• _Requirement_
The expected output is a copy of every line in the records with the string "overlap".

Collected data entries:
-*-
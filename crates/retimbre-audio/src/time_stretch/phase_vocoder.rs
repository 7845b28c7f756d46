//! Phase Vocoder for offline time-stretching
//!
//! ## Algorithm Overview
//!
//! 1. **Analysis**: Window the input with a Hann window, FFT
//! 2. **Phase Unwrapping**: Estimate each bin's true frequency from the phase
//!    advance between consecutive frames
//! 3. **Resynthesis**: Advance a per-bin phase accumulator by that frequency
//!    over the synthesis hop, IFFT, window again and overlap-add
//! 4. **Normalization**: Divide by the summed squared window so the overlap
//!    gain is flat regardless of hop
//!
//! ## Hop Sizes
//!
//! The longer of the two hops is a quarter frame and the other is derived
//! from it through the stretch factor, so both analysis and synthesis keep
//! at least 75% overlap at any factor. Frame positions come from the exact
//! fractional hop and are rounded per frame, so long inputs do not drift from
//! the requested length.

use rustfft::num_complex::Complex;
use rustfft::{Fft, FftPlanner};
use std::f32::consts::PI;
use std::sync::Arc;

use super::types::FftSize;

/// Envelope values below this are treated as uncovered output.
const MIN_ENVELOPE: f32 = 1e-3;

/// Phase Vocoder Processor
///
/// Holds the window, FFT plans and per-bin constants for one frame size.
/// Reusable across any number of [`stretch`](Self::stretch) calls.
pub struct PhaseVocoder {
    fft_size: usize,
    max_hop: usize,
    window: Vec<f32>,
    /// Center frequency of each bin in radians per sample
    bin_frequency: Vec<f32>,
    forward: Arc<dyn Fft<f32>>,
    inverse: Arc<dyn Fft<f32>>,
}

impl PhaseVocoder {
    pub fn new(fft_size: FftSize) -> Self {
        let size = fft_size.size();
        let num_bins = size / 2 + 1;

        let bin_frequency: Vec<f32> = (0..num_bins)
            .map(|k| 2.0 * PI * k as f32 / size as f32)
            .collect();

        let mut planner = FftPlanner::new();
        Self {
            fft_size: size,
            max_hop: fft_size.hop_size(),
            window: Self::create_hann_window(size),
            bin_frequency,
            forward: planner.plan_fft_forward(size),
            inverse: planner.plan_fft_inverse(size),
        }
    }

    /// Create a periodic Hann window of the specified size
    fn create_hann_window(size: usize) -> Vec<f32> {
        (0..size)
            .map(|i| 0.5 * (1.0 - (2.0 * PI * i as f32 / size as f32).cos()))
            .collect()
    }

    pub fn fft_size(&self) -> usize {
        self.fft_size
    }

    /// Analysis and synthesis hop for `factor`, both at most a quarter frame.
    fn hops(&self, factor: f64) -> (f64, f64) {
        let synthesis = self.max_hop as f64 * factor.min(1.0);
        (synthesis / factor, synthesis)
    }

    /// Stretch `input` so its length is multiplied by `factor`.
    ///
    /// The result has exactly `round(input.len() * factor)` samples. Pitch is
    /// preserved.
    pub fn stretch(&self, input: &[f32], factor: f64) -> Vec<f32> {
        let target_len = (input.len() as f64 * factor).round() as usize;
        if input.is_empty() || target_len == 0 {
            return vec![0.0; target_len];
        }

        let n = self.fft_size;
        let num_bins = n / 2 + 1;
        let (hop_analysis, hop_synthesis) = self.hops(factor);
        let analysis_pos = |m: usize| (m as f64 * hop_analysis).round() as usize;
        let synthesis_pos = |m: usize| (m as f64 * hop_synthesis).round() as usize;

        // Leading silence long enough that input sample 0 lands where the
        // synthesis overlap is already complete
        let lead = n.max((n as f64 / factor).ceil() as usize);
        let num_frames = ((lead + input.len()) as f64 / hop_analysis).ceil() as usize + 1;
        let mut padded = vec![0.0f32; analysis_pos(num_frames - 1) + n];
        padded[lead..lead + input.len()].copy_from_slice(input);

        let out_len = synthesis_pos(num_frames - 1) + n;
        let mut output = vec![0.0f32; out_len];
        let mut envelope = vec![0.0f32; out_len];

        let mut spectrum = vec![Complex::new(0.0f32, 0.0); n];
        let scratch_len = self
            .forward
            .get_inplace_scratch_len()
            .max(self.inverse.get_inplace_scratch_len());
        let mut scratch = vec![Complex::new(0.0f32, 0.0); scratch_len];
        let mut last_phase = vec![0.0f32; num_bins];
        let mut phase_accumulator = vec![0.0f32; num_bins];
        let scale = 1.0 / n as f32;

        for m in 0..num_frames {
            // 1. Windowed analysis frame
            let start = analysis_pos(m);
            for (i, bin) in spectrum.iter_mut().enumerate() {
                *bin = Complex::new(padded[start + i] * self.window[i], 0.0);
            }
            self.forward.process_with_scratch(&mut spectrum, &mut scratch);

            // 2. Phase unwrapping and accumulation over the actual rounded hops
            let out_pos = synthesis_pos(m);
            let (hop_in, hop_out) = if m == 0 {
                (0, 0)
            } else {
                (start - analysis_pos(m - 1), out_pos - synthesis_pos(m - 1))
            };

            for k in 0..num_bins {
                let magnitude = spectrum[k].norm();
                let phase = spectrum[k].arg();

                if hop_in == 0 {
                    phase_accumulator[k] = phase;
                } else {
                    let omega = self.bin_frequency[k];
                    let deviation =
                        Self::wrap_phase(phase - last_phase[k] - omega * hop_in as f32);
                    let true_freq = omega + deviation / hop_in as f32;
                    phase_accumulator[k] =
                        Self::wrap_phase(phase_accumulator[k] + true_freq * hop_out as f32);
                }
                last_phase[k] = phase;

                spectrum[k] = Complex::from_polar(magnitude, phase_accumulator[k]);
            }

            // 3. Mirror for real-valued output (conjugate symmetry)
            for k in 1..n - num_bins + 1 {
                spectrum[n - k] = spectrum[k].conj();
            }

            self.inverse.process_with_scratch(&mut spectrum, &mut scratch);

            // 4. Synthesis window and overlap-add
            for i in 0..n {
                let w = self.window[i];
                output[out_pos + i] += spectrum[i].re * scale * w;
                envelope[out_pos + i] += w * w;
            }
        }

        for (sample, &env) in output.iter_mut().zip(envelope.iter()) {
            if env > MIN_ENVELOPE {
                *sample /= env;
            }
        }

        // Analysis position p maps to synthesis position p * factor
        let offset = (lead as f64 * factor).round() as usize;
        let mut stretched: Vec<f32> = output
            .into_iter()
            .skip(offset)
            .take(target_len)
            .collect();
        stretched.resize(target_len, 0.0);
        stretched
    }

    /// Wrap phase to [-PI, PI]
    #[inline]
    fn wrap_phase(phase: f32) -> f32 {
        let two_pi = 2.0 * PI;
        phase - two_pi * ((phase + PI) / two_pi).floor()
    }
}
-*-
• _Answer space_
//!    over the synthesis hop, IFFT, window again and overlap-add
//! 4. **Normalization**: Divide by the summed squared window so the overlap
//! at least 75% overlap at any factor. Frame positions come from the exact
        // synthesis overlap is already complete
            // 4. Synthesis window and overlap-add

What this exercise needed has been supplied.